Three Downtown Office Towers Sold

June 17, 2004

7. Comerica Bank Building-Copy

San Diego ⎯ In what may be the largest office building transaction in the history of downtown San Diego, three more prominent high-rises have been sold.

Entities controlled by Santa Ana-based Triple Net Properties LLC paid a total of $274.5 million for Emerald Plaza, the Comerica Bank building at 600 B St. and Golden Eagle Plaza at 525 B St. Together the buildings total about 1.16 million square feet. The price works out to about $250 per square foot ⎯ a figure that might have been higher except part of the Comerica Bank building is on a ground lease. The exact value of each building was not clear since the transaction was done as a package.

The acquisitions were completed in two parts. The buildings at 600 B St. and 525 B St. were acquired in one transaction, and Emerald Plaza was bought in another. Triple Net’s purchasing entity is known as NNN Emerald Plaza LLC. Southwest Value Partners, the seller, sold the properties through its 400 West Broadway partnership.

The Comerica Bank Building has 336,049 square feet in 24 stories, Emerald Plaza has 356,901 square feet in 30 stories and Golden Eagle Plaza has 427,988 square feet in 22 stories.

Collectively, the properties were 91 percent leased at the time of sale, with major tenants including Liberty Mutual Insurance, Comerica Bank, San Diego Chamber of Commerce, California Bank and Trust, U.S. Navy, city of San Diego and Harcourt. Comerica is 99 percent leased, Golden Eagle is 93 percent occupied and Emerald Plaza is reportedly about 90 percent full.

The three buildings are the latest in a slew of more than 14 sales within the past 18 months in which most of the major high-rises in downtown San Diego have changed hands. One America Plaza, Symphony Towers and the old Wells Fargo building are just a few that have been sold recently. This sale would only seem to solidify the notion that San Diego is generally considered to be one of the most desirable investment markets nationwide for investment capital.
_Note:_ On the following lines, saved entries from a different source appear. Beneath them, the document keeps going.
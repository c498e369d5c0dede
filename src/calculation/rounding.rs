//! Monetary rounding.

use rust_decimal::{Decimal, RoundingStrategy};

/// Number of decimal places kept on every monetary amount.
pub const CURRENCY_SCALE: u32 = 2;

/// Rounds `amount` to cents, halves away from zero.
///
/// # Example
///
/// ```
/// use tool_rental::calculation::round_half_up;
/// use rust_decimal::Decimal;
///
/// assert_eq!(round_half_up(Decimal::new(5, 3)), Decimal::new(1, 2)); // 0.005 -> 0.01
/// assert_eq!(round_half_up(Decimal::new(1495, 3)), Decimal::new(150, 2)); // 1.495 -> 1.50
/// ```
pub fn round_half_up(amount: Decimal) -> Decimal {
    amount.round_dp_with_strategy(CURRENCY_SCALE, RoundingStrategy::MidpointAwayFromZero)
}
“Downtown San Diego is viewed as one of the top office markets in the country, and it commands very strong prices,” said Mark Schlossberg, Southwest Value Partners principal and managing director.

Up until now, San Diego-based Southwest Value had controlled the most office real estate downtown. With the sale, Triple Net becomes the largest landlord in the market, controlling approximately 12.5 percent of the office space in the San Diego Central business district.

Schlossberg said his firm acquired Emerald Plaza, including what was then a Pan Pacific Hotel, in February 1995. While he didn’t reveal the acquisition price, it was believed to be close to the $74 million price Southwest Value received for its sale of the hotel alone in December 1997.

“We bought these assets at the right time,” Schlossberg said.

Kevin Shannon, Scott Schumacher and Michael Moore of Grubb & Ellis’ South Bay (Los Angeles) office represented the buyer and the seller in the transaction.

“This is Triple Net’s largest acquisition to date,” said Shannon. “They should place more than $1 billion into office properties this year, which is major for a tenant-in-common buyer group. This transaction follows a $46 million office sale we brokered in Torrance, California, last month involving the same buyer and seller.” Both the Torrance and San Diego portfolio sales were sold “off market” to Triple Net Properties.

Steve Corea, vice president of acquisitions for Triple Net Properties, said the acquisition might not have happened were it not for Triple Net’s Torrance sale. While negotiating the Torrance deal, Southwest Value told Triple Net it had properties it could sell in downtown San Diego, but that they would have to be purchased as a package. By April, the parties had reportedly reached an understanding.

“We closed on Monday, on schedule,” Corea said.

He said Southwest Value took a great risk when it bought the three buildings nearly a decade ago. If this sale is any indication, that gamble has paid handsome dividends.

“They bought when downtown was unloved and unwanted, and look at it now,” said Corea.

From its headquarters in Santa Ana, Triple Net manages a growing portfolio of more than 19 million square feet of commercial properties with a market value of more than $2.5 billion.